Good developers know where the product is fragile. They know which metrics are vanity metrics and which ones actually map to user value. They know when a simple deterministic check is better than an LLM judge. They know when a synthetic dataset is good enough and when they need real user traces. They know when to add more eval coverage and when to stop.

Without that taste, a fast eval setup can become a very polished distraction. You get dashboards, scores, and automation, but the system is not actually helping product development. It is just measuring something convenient.

This is why I think developers should own eval design. The person closest to the product usually has the best sense of what “good” looks like and what kinds of failures actually matter. That does not mean every developer will design a perfect eval. Blind spots are real. But it is still better than outsourcing the design of the eval to someone who does not understand the product deeply enough to choose the right target.

From Synthetic to Real

The data source should evolve as the product evolves too.
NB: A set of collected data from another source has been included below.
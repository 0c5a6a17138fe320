//! Offer and package types as reported by the purchase provider.
//!
//! These are read-only snapshots. The provider owns them and hands out a fresh
//! copy on every fetch; nothing in the workspace caches or mutates them.

use serde::{Deserialize, Serialize};
use std::fmt;
use std::str::FromStr;

/// Suffix appended to the provider price when none is configured.
pub const DEFAULT_PERIOD_SUFFIX: &str = "/mes";

/// Price shown when no live price can be determined and none is configured.
pub const DEFAULT_FALLBACK: &str = "$0.99/mes";

/// Billing period of a package.
///
/// Mirrors the package types of the store SDK. Tags the workspace does not
/// know about deserialize to [`PeriodTag::Unknown`].
#[derive(Debug, Clone, Copy, Default, PartialEq, Eq, Hash, Serialize, Deserialize)]
#[serde(rename_all = "snake_case")]
pub enum PeriodTag {
	Lifetime,
	Annual,
	SixMonth,
	ThreeMonth,
	TwoMonth,
	#[default]
	Monthly,
	Weekly,
	Custom,
	#[serde(other)]
	Unknown,
}

impl PeriodTag {
	/// Returns the configuration spelling of this tag.
	pub fn as_str(&self) -> &'static str {
		match self {
			PeriodTag::Lifetime => "lifetime",
			PeriodTag::Annual => "annual",
			PeriodTag::SixMonth => "six_month",
			PeriodTag::ThreeMonth => "three_month",
			PeriodTag::TwoMonth => "two_month",
			PeriodTag::Monthly => "monthly",
			PeriodTag::Weekly => "weekly",
			PeriodTag::Custom => "custom",
			PeriodTag::Unknown => "unknown",
		}
	}
}

impl FromStr for PeriodTag {
	type Err = String;

	/// Parses the configuration spelling. Unlike deserialization, unknown
	/// spellings are an error here.
	fn from_str(s: &str) -> Result<Self, Self::Err> {
		match s {
			"lifetime" => Ok(PeriodTag::Lifetime),
			"annual" => Ok(PeriodTag::Annual),
			"six_month" => Ok(PeriodTag::SixMonth),
			"three_month" => Ok(PeriodTag::ThreeMonth),
			"two_month" => Ok(PeriodTag::TwoMonth),
			"monthly" => Ok(PeriodTag::Monthly),
			"weekly" => Ok(PeriodTag::Weekly),
			"custom" => Ok(PeriodTag::Custom),
			"unknown" => Ok(PeriodTag::Unknown),
			other => Err(format!("Unrecognized billing period '{}'", other)),
		}
	}
}

impl fmt::Display for PeriodTag {
	fn fmt(&self, f: &mut fmt::Formatter<'_>) -> fmt::Result {
		f.write_str(self.as_str())
	}
}

/// One purchasable plan.
#[derive(Debug, Clone, PartialEq, Eq, Serialize, Deserialize)]
pub struct Package {
	/// Provider-side package identifier (e.g. "$rc_monthly").
	pub identifier: String,
	/// Billing period of the plan.
	pub billing_period: PeriodTag,
	/// Localized price with currency symbol, ready for display (e.g. "$4.99").
	pub display_price: String,
	/// Store product identifier, kept for a later checkout step.
	#[serde(default, skip_serializing_if = "Option::is_none")]
	pub product_id: Option<String>,
}

impl Package {
	pub fn new(
		identifier: impl Into<String>,
		billing_period: PeriodTag,
		display_price: impl Into<String>,
	) -> Self {
		Self {
			identifier: identifier.into(),
			billing_period,
			display_price: display_price.into(),
			product_id: None,
		}
	}
}

/// A provider-supplied bundle of purchasable packages.
#[derive(Debug, Clone, PartialEq, Eq, Serialize, Deserialize)]
pub struct Offer {
	/// Provider-side offering identifier (e.g. "default").
	pub identifier: String,
	/// Available packages in provider order. May be empty.
	#[serde(default)]
	pub packages: Vec<Package>,
}

impl Offer {
	pub fn new(identifier: impl Into<String>, packages: Vec<Package>) -> Self {
		Self {
			identifier: identifier.into(),
			packages,
		}
	}

	/// Returns the first package with the given billing period, if any.
	pub fn package_for(&self, period: PeriodTag) -> Option<&Package> {
		self.packages.iter().find(|p| p.billing_period == period)
	}
}

/// Subscription state of the current customer.
#[derive(Debug, Clone, Default, PartialEq, Eq, Serialize, Deserialize)]
pub struct CustomerInfo {
	/// Provider user id the entitlements belong to.
	pub app_user_id: String,
	/// Identifiers of the currently active entitlements.
	#[serde(default)]
	pub active_entitlements: Vec<String>,
}

impl CustomerInfo {
	/// A customer is premium when at least one entitlement is active.
	pub fn is_premium(&self) -> bool {
		!self.active_entitlements.is_empty()
	}
}

#[cfg(test)]
mod tests {
	use super::*;

	#[test]
	fn test_period_tag_snake_case() {
		let json = serde_json::to_string(&PeriodTag::SixMonth).unwrap();
		assert_eq!(json, "\"six_month\"");

		let tag: PeriodTag = serde_json::from_str("\"monthly\"").unwrap();
		assert_eq!(tag, PeriodTag::Monthly);
		assert_eq!(tag.to_string(), "monthly");
	}

	#[test]
	fn test_unrecognized_period_maps_to_unknown() {
		let tag: PeriodTag = serde_json::from_str("\"fortnightly\"").unwrap();
		assert_eq!(tag, PeriodTag::Unknown);
		assert!("fortnightly".parse::<PeriodTag>().is_err());
		assert_eq!("three_month".parse::<PeriodTag>(), Ok(PeriodTag::ThreeMonth));
	}

	#[test]
	fn test_package_for_returns_first_match() {
		let offer = Offer::new(
			"default",
			vec![
				Package::new("$rc_annual", PeriodTag::Annual, "$39.99"),
				Package::new("$rc_monthly", PeriodTag::Monthly, "$4.99"),
				Package::new("monthly_promo", PeriodTag::Monthly, "$2.99"),
			],
		);

		let monthly = offer.package_for(PeriodTag::Monthly).unwrap();
		assert_eq!(monthly.identifier, "$rc_monthly");
		assert!(offer.package_for(PeriodTag::Weekly).is_none());
	}

	#[test]
	fn test_customer_premium() {
		let mut info = CustomerInfo {
			app_user_id: "user_1".to_string(),
			active_entitlements: vec![],
		};
		assert!(!info.is_premium());

		info.active_entitlements.push("premium".to_string());
		assert!(info.is_premium());
	}
}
Before launch, you mostly have imagination, specs, and synthetic cases. That is fine. You use what you have.

After launch, you should move steadily toward real user behavior. The progression is simple: imagination, then synthetic inputs, then real inputs. Each step gets your eval closer to the true distribution of user behavior.

And eventually, if the product succeeds, you should let real user data take over.

The Point of 2

I do not think the goal is to build the biggest or fanciest eval system. The goal is to invest in eval when it has the highest leverage, which is usually between 0.5 and 2. Before that, you are still discovering the product. After that, the market is telling you the truth more directly than any simulation can.